Thursday, June 7, 2012

Set Theory, Units and Why We Can Multiply Apples and Oranges but We Cannot Add Them


You can download all the important posts as  PDF book "Unlocking the Secrets of Quantitative Thinking".

You have, probably, been told that you can not add apples and oranges. Why is that? But, you may realized or may have been taught that you can multiply them. How is that possible? And this state of affairs may be following you through your school, education, and even (non-mathematical!) career. Here is the explanation.

Let’s say there are some apples on the table and let’s say we want to count them. We decide we want to count apples. And there we go. Suppose there are eight apples on the table, and we correctly count them, thus obtaining count of eight. Eight apples. The most important thing here is what we decide to count. We decided to count apples. And nothing else. It is the apples count we are interested in and not any other objects. That’s our definition what belongs to our set, specific set that (qwe decided!) will contain apples only. Now, if we see pencils on the tables, pears, oranges, books, they don’t match our definition, they are not apples, and hence they will not be added to our “set”. That’s the reason we “cannot” add oranges and apples. It is our decision that we want to count apples only, and our decisions if more apples are put on the table we will add them.

If we decide that our set, the things we want to count, will have other objects and that we want to have a total number of objects we are interested in, then we have to specify that in our definition. We have to say, now, that we have decided to count, as members of our set, say apples, books, and oranges. We may not be interested at all how many of each are there, we just want their total number. IN this case, we clearly can add apples, books, and oranges together, because it is our definition of  what belongs to a set that determines elements and number of elements in that set. And, with this set definition, we clearly can add apples and oranges, and  for that matter any object we decide will belong to our set of interest.

Let’s see again in which scenario apples and oranges can be added again. Suppose that, on our table, we have 8 apples, 5 books, 7 oranges, and 3 pencils. And suppose  that we define the set as “count all fruits on the table”. IN that case we will not count books and pencils, but we will correctly add together apples and oranges, because they are fruits and that’s the definition of a  set membership. Hence, our set will have 8 fruits (apples) and 7 fruits (oranges), giving the sum of 15 fruits. 

The conclusion is that the set membership definition determines what will belong to a set, what kind of objects, and that this definition will determine which objects we can add together. Definition of the set membership is essential to determine which objects we can count together.

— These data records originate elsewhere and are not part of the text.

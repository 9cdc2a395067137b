//! Social share API handlers.

use actix_web::{HttpResponse, web};
use uuid::Uuid;

use crate::db::DbPool;
use crate::error::AppResult;
use crate::models::{
    ApiResponse, ContestEntryView, ShareLeaderboard, ShareLeaderboardQuery, ShareRequest,
    ShareResponse, ShareStats, UserShare, UserSharesQuery,
};
use crate::services::{ContestSite, sharing};

/// Log a share and return the contest link with per-platform share URLs.
#[utoipa::path(
    post,
    path = "/api/share",
    tag = "Share",
    request_body = ShareRequest,
    responses(
        (status = 200, description = "Share logged", body = ShareResponse),
        (status = 400, description = "Missing or malformed fields", body = crate::error::ErrorResponse),
        (status = 404, description = "Design not found for this user", body = crate::error::ErrorResponse),
    )
)]
pub async fn log_share(
    pool: web::Data<DbPool>,
    site: web::Data<ContestSite>,
    body: web::Json<ShareRequest>,
) -> AppResult<HttpResponse> {
    let share = sharing::log_share(&pool, &site, body.into_inner()).await?;
    Ok(HttpResponse::Ok().json(ApiResponse::with_message(
        "Share logged successfully",
        share,
    )))
}

/// Public view of a shared contest entry.
#[utoipa::path(
    get,
    path = "/api/share/contest/{shareCode}",
    tag = "Share",
    params(("shareCode" = String, Path, description = "Share code")),
    responses(
        (status = 200, description = "Contest entry", body = ContestEntryView),
        (status = 404, description = "Unknown share code", body = crate::error::ErrorResponse),
    )
)]
pub async fn contest_entry(
    pool: web::Data<DbPool>,
    path: web::Path<String>,
) -> AppResult<HttpResponse> {
    let entry = sharing::contest_entry(&pool, &path).await?;
    Ok(HttpResponse::Ok().json(ApiResponse::ok(entry)))
}

/// A user's shares, newest first.
#[utoipa::path(
    get,
    path = "/api/share/user/{userId}",
    tag = "Share",
    params(
        ("userId" = Uuid, Path, description = "Participant id"),
        UserSharesQuery,
    ),
    responses(
        (status = 200, description = "Shares", body = Vec<UserShare>),
    )
)]
pub async fn user_shares(
    pool: web::Data<DbPool>,
    site: web::Data<ContestSite>,
    path: web::Path<Uuid>,
    query: web::Query<UserSharesQuery>,
) -> AppResult<HttpResponse> {
    let shares = sharing::user_shares(&pool, &site, path.into_inner(), &query).await?;
    Ok(HttpResponse::Ok().json(ApiResponse::ok(shares)))
}

/// Participants ranked by contest-entry share count.
#[utoipa::path(
    get,
    path = "/api/share/leaderboard",
    tag = "Share",
    params(ShareLeaderboardQuery),
    responses(
        (status = 200, description = "Share leaderboard", body = ShareLeaderboard),
    )
)]
pub async fn leaderboard(
    pool: web::Data<DbPool>,
    query: web::Query<ShareLeaderboardQuery>,
) -> AppResult<HttpResponse> {
    let board = sharing::leaderboard(&pool, query.limit).await?;
    Ok(HttpResponse::Ok().json(ApiResponse::ok(board)))
}

/// Overall sharing statistics.
#[utoipa::path(
    get,
    path = "/api/share/stats",
    tag = "Share",
    responses(
        (status = 200, description = "Share statistics", body = ShareStats),
    )
)]
pub async fn stats(pool: web::Data<DbPool>) -> AppResult<HttpResponse> {
    let stats = sharing::stats(&pool).await?;
    Ok(HttpResponse::Ok().json(ApiResponse::ok(stats)))
}

/// Configure share routes.
pub fn configure_routes(cfg: &mut web::ServiceConfig) {
    cfg.service(web::resource("/share").route(web::post().to(log_share)))
        .service(web::resource("/share/contest/{share_code}").route(web::get().to(contest_entry)))
        .service(web::resource("/share/user/{user_id}").route(web::get().to(user_shares)))
        .service(web::resource("/share/leaderboard").route(web::get().to(leaderboard)))
        .service(web::resource("/share/stats").route(web::get().to(stats)));
}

Ok, so, we clarified that, when the set definition says “count only apples” we can not add apples and oranges together. But, when you say “multiply apples and oranges” we can do that. Why?

The answer lies in the two step process we always do, but we may not be aware of that. And, in some language imprecision as well. You do not multiply apples and oranges, You multiply the numbers obtained by counting apples and oranges. Let’s suppose you want to multiply 5 apples with 3 oranges. But then, let’s, for a moment, focus only on 5 apples. Or, even there is a basket of apples, say around 30, beside the table. You can say “I want 5 apples on the table”. You take five apples from the basket and put them on the table. Now, you can say, I want 3 times 5 apples on the table. Then you  take, from the basket, groups of 5 apples, 3 times. You essentially took 3 x 5 = 15 apples from the basket. But, where that number 3 came from. Ok, you can say, and you will be right, it came from your head,  you just imagined number 3 and decided to count 3 x 5 = 15 apples from the basket. So, you have this, 3 x 5apples = 15apples. But, notice! While you arbitrarily imagined that number 3, it can also come from counting another objects! You can say, you have counted people in the room, there were 3 of them and each of them will have to have 5 apples. Hence, you obtained number 3, this time not from your head, but from real counting of the people in the room. And, again you will have 15 apples on the table, from the basket. We can write that as 3 people x 5 apples = 15 [ people x apples ] . The “unit” here is [people x apples ] and essentially it tells us HOW we have obtained numbers used in the multiplication! By these “units” we keep track what we have counted. So, it is not at all that we have “multiplied people and apples”, but that we have multiplied numbers obtained by counting people and apples. If we use oranges and apples, and say, I want to put 5 apples beside each of 3 oranges, how many apples I will need to take out of the basket, the answer will be 3 x 5 = 15 [oranges x apples ].

Only numbers can be multiplied, added, divided, subtracted. Objects, concepts, like apples, oranges, people, cars, pencils, books, can not be ‘multiplied”, they can be counted only. By counting them we obtain the numbers to work with. It is with these  numbers only that we do mathematical operations. You know that  4 + 3 = 7 no matter if we count apples, or oranges, or cars. It is an universal result. When you write down 4 + 3, a friend beside you doesn’t know are you counting in your head CDs, dollars, or apples, but he knows that the result will be 7 no matter what.